Yes it should, and does, and it says so in Basic Rules. Why are you even asking?
"Your Intelligence (Nature) check measures your ability to recall lore about terrain, plants and animals, the weather, and natural cycles." Camels, and other beasts, are animals. QED.
"Your Intelligence (Arcana) check measures your ability to recall lore about... the planes of existence, and the inhabitants of those planes." Celestials, fiends, and elementals are inhabitants of planes. QED. The Undead are linked to the Shadowfell, and the fey to the Feywild; whether Arcana includes lore on them is less cut-and-dried. (I'm assuming that Arcana covers *other* planes, and not all inhabitants of the Prime Material plane.)
"The DM might ask you to make a Wisdom (Survival) check to ... identify signs that owlbears live nearby..."
If you would tell me that my PC recognizes signs that owlbears live nearby, *and also doesn't have any idea whether an owlbear is Tiny or Huge*, then you can kinda claim RAW but I'm darn glad I'm not at your table.
Lore won't tell you armor class and hit dice, resistances and vulnerabilities, unless your setting includes someone who measures such things and add them to lore. It doesn't mean that the player gets to open up the Monster Manual and treat that information as PC knowledge. If that's what you have in mind, could you please say so? Because the OP wasn't about whether the PC would know stat blocks; it was about whether the PC might know the NAME of the critter they saw.

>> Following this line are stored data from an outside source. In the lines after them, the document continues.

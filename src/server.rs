use crate::error::{ProxyError, Result};
use crate::relay::{ChunkStream, Relay};
use crate::trace::TraceRecorder;
use crate::types::{ChatRequest, Dialect};

use axum::body::Body;
use axum::extract::{Request, State};
use axum::http::header::{CACHE_CONTROL, CONTENT_TYPE};
use axum::http::StatusCode;
use axum::middleware::{self, Next};
use axum::response::{IntoResponse, Response};
use axum::routing::{get, post};
use axum::{Json, Router};
use bytes::Bytes;
use futures::stream::{self, StreamExt};
use serde_json::json;
use std::convert::Infallible;
use std::sync::Arc;
use tower_http::cors::{Any, CorsLayer};
use tower_http::trace::TraceLayer;

pub const SERVICE_NAME: &str = "openrouter-proxy";
pub const API_KEY_HEADER: &str = "x-api-key";

#[derive(Clone)]
pub struct AppState {
    pub relay: Relay,
    pub recorder: TraceRecorder,
    /// Key inbound callers must send in `x-api-key`; `None` disables the check.
    pub inbound_api_key: Option<String>,
}

pub fn build_router(state: Arc<AppState>) -> Router {
    let cors = CorsLayer::new()
        .allow_origin(Any)
        .allow_methods(Any)
        .allow_headers(Any);

    let guarded = Router::new()
        .route("/models", get(handle_models))
        .route("/health", get(handle_health))
        .route("/chat/completions", post(handle_chat_completions))
        .route("/v1/chat/completions", post(handle_chat_completions))
        .route("/v1/messages", post(handle_messages))
        .route_layer(middleware::from_fn_with_state(
            Arc::clone(&state),
            require_api_key,
        ));

    Router::new()
        .route("/", get(handle_root))
        .merge(guarded)
        .layer(cors)
        .layer(TraceLayer::new_for_http())
        .with_state(state)
}

async fn require_api_key(
    State(state): State<Arc<AppState>>,
    request: Request,
    next: Next,
) -> Response {
    if let Some(ref expected) = state.inbound_api_key {
        let presented = request
            .headers()
            .get(API_KEY_HEADER)
            .and_then(|v| v.to_str().ok());
        if presented != Some(expected.as_str()) {
            return ProxyError::Unauthorized.into_response();
        }
    }
    next.run(request).await
}

async fn handle_chat_completions(State(state): State<Arc<AppState>>, body: Bytes) -> Response {
    relay_endpoint(&state, Dialect::OpenAi, &body).await
}

async fn handle_messages(State(state): State<Arc<AppState>>, body: Bytes) -> Response {
    relay_endpoint(&state, Dialect::Anthropic, &body).await
}

async fn relay_endpoint(state: &AppState, dialect: Dialect, body: &[u8]) -> Response {
    match relay_response(state, dialect, body).await {
        Ok(resp) => resp,
        Err(e) => {
            let status = e.status_code();
            if status.is_server_error() && !matches!(e, ProxyError::Upstream { .. }) {
                tracing::error!(status = status.as_u16(), error = %e, "relay failed");
            } else {
                tracing::warn!(status = status.as_u16(), error = %e, "relay rejected");
            }
            e.into_response()
        }
    }
}

async fn relay_response(state: &AppState, dialect: Dialect, body: &[u8]) -> Result<Response> {
    let request = parse_request(body)?;
    let (request, correlation_id) = dialect.prepare(request);
    let streaming = request.is_streaming();

    let chunks = state.relay.relay(request, correlation_id, &state.recorder);

    if streaming {
        stream_response(chunks).await
    } else {
        buffered_response(chunks).await
    }
}

fn parse_request(body: &[u8]) -> Result<ChatRequest> {
    serde_json::from_slice(body).map_err(|e| {
        if e.is_data() {
            ProxyError::client_input(format!("Invalid request body: {e}"))
        } else {
            ProxyError::client_input("Invalid JSON in request body")
        }
    })
}

/// Wait for the first chunk so an upstream failure can still set the status
/// line, then relay the rest as it arrives.
async fn stream_response(mut chunks: ChunkStream) -> Result<Response> {
    let first = chunks.next().await.transpose()?;

    let rest = chunks.map(|item| Ok::<_, Infallible>(item.unwrap_or_else(|e| error_frame(&e))));
    let body = stream::iter(first.map(Ok::<_, Infallible>)).chain(rest);

    Response::builder()
        .status(StatusCode::OK)
        .header(CONTENT_TYPE, "text/event-stream")
        .header(CACHE_CONTROL, "no-cache")
        .body(Body::from_stream(body))
        .map_err(|e| ProxyError::internal(e.to_string()))
}

async fn buffered_response(mut chunks: ChunkStream) -> Result<Response> {
    let body = chunks
        .next()
        .await
        .transpose()?
        .ok_or_else(|| ProxyError::internal("upstream returned no response"))?;

    Ok(([(CONTENT_TYPE, "application/json")], body).into_response())
}

/// Final SSE frame sent when the relay fails after the stream has started.
fn error_frame(error: &ProxyError) -> Bytes {
    let payload = json!({
        "error": {
            "message": error.detail(),
            "code": error.status_code().as_u16(),
        }
    });
    Bytes::from(format!("data: {payload}\n\n"))
}

async fn handle_models() -> Json<serde_json::Value> {
    Json(json!({ "message": "Success: /models path hit" }))
}

async fn handle_health() -> Json<serde_json::Value> {
    Json(json!({
        "status": "healthy",
        "service": SERVICE_NAME,
    }))
}

async fn handle_root(State(state): State<Arc<AppState>>) -> Json<serde_json::Value> {
    Json(json!({
        "service": "OpenRouter Proxy with Langfuse",
        "version": env!("CARGO_PKG_VERSION"),
        "endpoints": ["/models", "/chat/completions", "/v1/messages", "/health"],
        "authentication": "Required (x-api-key header)",
        "auth_enforced": state.inbound_api_key.is_some(),
    }))
}
//! Request types accepted by the proxy.
//!
//! One schema covers both the OpenAI and the Anthropic dialect. Fields the
//! proxy does not inspect are kept in `extra` and forwarded as received.

use crate::normalize::normalize_model_id;
use serde::{Deserialize, Serialize};
use serde_json::{Map, Value};

#[derive(Debug, Clone, Serialize, Deserialize)]
pub struct ChatMessage {
    pub role: String,
    /// Plain text or a list of content parts; forwarded untouched.
    #[serde(default)]
    pub content: Value,
    #[serde(flatten)]
    pub extra: Map<String, Value>,
}

impl ChatMessage {
    pub fn new(role: impl Into<String>, content: impl Into<String>) -> Self {
        Self {
            role: role.into(),
            content: Value::String(content.into()),
            extra: Map::new(),
        }
    }
}

#[derive(Debug, Clone, Serialize, Deserialize)]
pub struct ChatRequest {
    pub model: String,
    pub messages: Vec<ChatMessage>,
    #[serde(skip_serializing_if = "Option::is_none")]
    pub stream: Option<bool>,
    #[serde(skip_serializing_if = "Option::is_none")]
    pub temperature: Option<f64>,
    #[serde(skip_serializing_if = "Option::is_none")]
    pub max_tokens: Option<u64>,
    #[serde(skip_serializing_if = "Option::is_none")]
    pub response_format: Option<Value>,
    #[serde(skip_serializing_if = "Option::is_none")]
    pub metadata: Option<Value>,
    #[serde(flatten)]
    pub extra: Map<String, Value>,
}

impl ChatRequest {
    pub fn new(model: impl Into<String>, messages: Vec<ChatMessage>) -> Self {
        Self {
            model: model.into(),
            messages,
            stream: None,
            temperature: None,
            max_tokens: None,
            response_format: None,
            metadata: None,
            extra: Map::new(),
        }
    }

    pub fn is_streaming(&self) -> bool {
        self.stream.unwrap_or(false)
    }
}

/// Wire dialect of an inbound endpoint. Each dialect smuggles the session id
/// through a different field.
#[derive(Debug, Clone, Copy, PartialEq, Eq)]
pub enum Dialect {
    /// `POST /chat/completions`, session id in `response_format.type`.
    OpenAi,
    /// `POST /v1/messages`, session id in `metadata.user_id`.
    Anthropic,
}

impl Dialect {
    pub fn correlation_id(self, request: &ChatRequest) -> Option<String> {
        let (field, key) = match self {
            Self::OpenAi => (request.response_format.as_ref(), "type"),
            Self::Anthropic => (request.metadata.as_ref(), "user_id"),
        };
        field
            .and_then(|v| v.get(key))
            .and_then(Value::as_str)
            .filter(|s| !s.is_empty())
            .map(str::to_string)
    }

    /// Extract the session id, drop the carrier field and qualify the model id.
    /// The returned request is what goes upstream.
    pub fn prepare(self, mut request: ChatRequest) -> (ChatRequest, Option<String>) {
        let correlation_id = self.correlation_id(&request);
        match self {
            Self::OpenAi => request.response_format = None,
            Self::Anthropic => request.metadata = None,
        }
        request.model = normalize_model_id(&request.model);
        (request, correlation_id)
    }
}

#[cfg(test)]
mod tests {
    use super::*;
    use serde_json::json;

    fn parse(v: Value) -> ChatRequest {
        serde_json::from_value(v).unwrap()
    }

    #[test]
    fn openai_session_comes_from_response_format() {
        let req = parse(json!({
            "model": "gpt-4o",
            "messages": [{"role": "user", "content": "hi"}],
            "response_format": {"type": "session-42"}
        }));
        let (prepared, session) = Dialect::OpenAi.prepare(req);
        assert_eq!(session.as_deref(), Some("session-42"));
        assert!(prepared.response_format.is_none());
        assert_eq!(prepared.model, "openai/gpt-4o");
    }

    #[test]
    fn anthropic_session_comes_from_metadata() {
        let req = parse(json!({
            "model": "claude-3-haiku-20240307",
            "messages": [{"role": "user", "content": "hi"}],
            "metadata": {"user_id": "u-7"}
        }));
        assert_eq!(Dialect::OpenAi.correlation_id(&req), None);
        let (prepared, session) = Dialect::Anthropic.prepare(req);
        assert_eq!(session.as_deref(), Some("u-7"));
        assert!(prepared.metadata.is_none());
        assert_eq!(prepared.model, "anthropic/claude-3-haiku");
    }

    #[test]
    fn unknown_fields_and_message_order_survive() {
        let req = parse(json!({
            "model": "x",
            "messages": [
                {"role": "system", "content": "s"},
                {"role": "user", "content": [{"type": "text", "text": "u"}]},
                {"role": "assistant", "content": "a", "name": "bot"}
            ],
            "top_p": 0.5,
            "stream": null
        }));
        assert!(!req.is_streaming());
        let (prepared, session) = Dialect::OpenAi.prepare(req);
        assert!(session.is_none());

        let out = serde_json::to_value(&prepared).unwrap();
        assert_eq!(out["top_p"], json!(0.5));
        let roles: Vec<&str> = out["messages"]
            .as_array()
            .unwrap()
            .iter()
            .map(|m| m["role"].as_str().unwrap())
            .collect();
        assert_eq!(roles, ["system", "user", "assistant"]);
        assert_eq!(out["messages"][2]["name"], "bot");
        assert!(out.get("response_format").is_none());
    }

    #[test]
    fn empty_session_id_is_ignored() {
        let req = parse(json!({
            "model": "x",
            "messages": [],
            "response_format": {"type": ""}
        }));
        assert_eq!(Dialect::OpenAi.correlation_id(&req), None);
    }
}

Lore DOES mean that a PC can reasonably know about dragons - to the extent that people in King Arthur's court knew what the Epic of Beowulf says about dragons, taking that as a typical source of lore for that setting. There's some important info about dragons in Beowulf: they hoard wealth and get angry when it's stolen, they breathe fire, a single dragon can kill a great warrior, etc. Anyone who's heard the Odyssey has access to lore about cyclopes. Not even a Sage always remembers everything they've ever heard in passing, but INT represents recall and education, and on a sufficient INT-based success, that lore includes: cyclopes eat sheep and humans, are descended from Poseidon and are under his protection, can throw rocks well enough to sink ships, at least one of them was easy to get falling-down drunk, that one was named Polyphemos.
"So if you use this variant, what monsters does a Guild Artisan know about? What about a Noble or Folk Hero?"

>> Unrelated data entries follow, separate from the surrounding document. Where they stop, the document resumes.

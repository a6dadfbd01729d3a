use super::{RelayTrace, TraceSink};
use crate::error::Result;

use async_trait::async_trait;
use chrono::{DateTime, Utc};
use serde::{Deserialize, Serialize};
use std::fs::{File, OpenOptions};
use std::io::{BufWriter, Write};
use std::path::{Path, PathBuf};
use std::sync::Mutex;

#[derive(Debug, Clone, Copy, PartialEq, Eq, Serialize, Deserialize)]
#[serde(rename_all = "kebab-case")]
pub enum TraceEventKind {
    GenerationCreate,
    GenerationUpdate,
}

/// One line of the trace file.
#[derive(Debug, Clone, Serialize, Deserialize)]
pub struct TraceEvent {
    pub timestamp: DateTime<Utc>,
    pub event: TraceEventKind,
    pub trace: RelayTrace,
}

/// Appends trace events to a JSON-lines file. Writes are buffered and only
/// guaranteed on disk after `flush`.
pub struct JsonlSink {
    path: PathBuf,
    writer: Mutex<BufWriter<File>>,
}

impl JsonlSink {
    pub fn new(path: impl AsRef<Path>) -> Result<Self> {
        let path = path.as_ref().to_path_buf();

        if let Some(parent) = path.parent() {
            std::fs::create_dir_all(parent)?;
        }

        let file = OpenOptions::new().create(true).append(true).open(&path)?;

        Ok(Self {
            path,
            writer: Mutex::new(BufWriter::new(file)),
        })
    }

    pub fn path(&self) -> &Path {
        &self.path
    }

    fn write(&self, event: TraceEventKind, trace: &RelayTrace) {
        let entry = TraceEvent {
            timestamp: Utc::now(),
            event,
            trace: trace.clone(),
        };
        let Ok(json) = serde_json::to_string(&entry) else {
            return;
        };
        if let Ok(mut writer) = self.writer.lock() {
            if let Err(e) = writeln!(writer, "{json}") {
                tracing::warn!(path = %self.path.display(), error = %e, "failed to write trace event");
            }
        }
    }
}

#[async_trait]
impl TraceSink for JsonlSink {
    fn generation_started(&self, trace: &RelayTrace) {
        self.write(TraceEventKind::GenerationCreate, trace);
    }

    fn generation_finished(&self, trace: &RelayTrace) {
        self.write(TraceEventKind::GenerationUpdate, trace);
    }

    async fn flush(&self) -> Result<()> {
        if let Ok(mut writer) = self.writer.lock() {
            writer.flush()?;
        }
        Ok(())
    }
}

#[cfg(test)]
mod tests {
    use super::*;
    use crate::trace::{TraceRecorder, TraceStatus};
    use crate::types::{ChatMessage, ChatRequest};
    use std::sync::Arc;

    #[test]
    fn writes_create_and_update_lines() {
        let dir = tempfile::tempdir().unwrap();
        let path = dir.path().join("nested").join("traces.jsonl");
        let sink = Arc::new(JsonlSink::new(&path).unwrap());
        let recorder = TraceRecorder::new(sink.clone());

        let req = ChatRequest::new("openai/gpt-4o", vec![ChatMessage::new("user", "hi")]);
        let mut trace = recorder.start(&req, Some("s-9"));
        trace.set_output("hello".to_string());
        trace.succeed();
        drop(trace);
        tokio_test::block_on(recorder.flush()).unwrap();

        let content = std::fs::read_to_string(&path).unwrap();
        let events: Vec<TraceEvent> = content
            .lines()
            .map(|l| serde_json::from_str(l).unwrap())
            .collect();
        assert_eq!(events.len(), 2);
        assert_eq!(events[0].event, TraceEventKind::GenerationCreate);
        assert_eq!(events[1].event, TraceEventKind::GenerationUpdate);
        assert_eq!(events[1].trace.output, "hello");
        assert_eq!(events[1].trace.status, TraceStatus::Ok);
        assert_eq!(events[0].trace.id, events[1].trace.id);
        assert_eq!(events[0].trace.correlation_id.as_deref(), Some("s-9"));
    }
}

A Guild Artisan herald knows about lions, as those are monsters used in heraldry; a herald knows they are quadrupeds with fangs and claws, and associated with valor. A Noble also knows a bit about heraldry. A Guild Artisan tanner knows what wolves and bears are, if they've ever tanned those hides, or even if they've just been trained to tan those hides. A bowyer knows about monsters whose gut or sinew is used to make bowstrings. And so on. That's not from DMG, which I don't have; it would be my ruling.
"I think it is nigh-infinitely more interesting and fun to make them learn about monsters, at least those outside of the common experience of their race and culture, through experience."
That clause in the middle makes all the difference. In Forgotten Realms, goblins and giants ARE in the common experience of the race and culture of any dwarf. In 1E, *every* adventuring dwarf knew so much about giants, that they got an effective +4 AC, although the mechanic was a penalty to the giant's roll. Does that mean a dwarven PC knows that there are hill, fire, frost and storm giants? It's not in RAW, but I'd allow an INT roll, with a bonus if they spoke Giant (and thus might be aware of dialects of Giant).
Legolas recognized the balrog in Moria as a balrog. I'd bet that Gandalf had an approximate idea of its stats, and that none of the hobbits knew any lore at all about balrogs. Circe told Odysseus enough about the Sirens, that he had his crew plug their ears. Do your players prefer that none of their PCs ever know, on first contact with a monster, as much as Legolas or Odysseus did?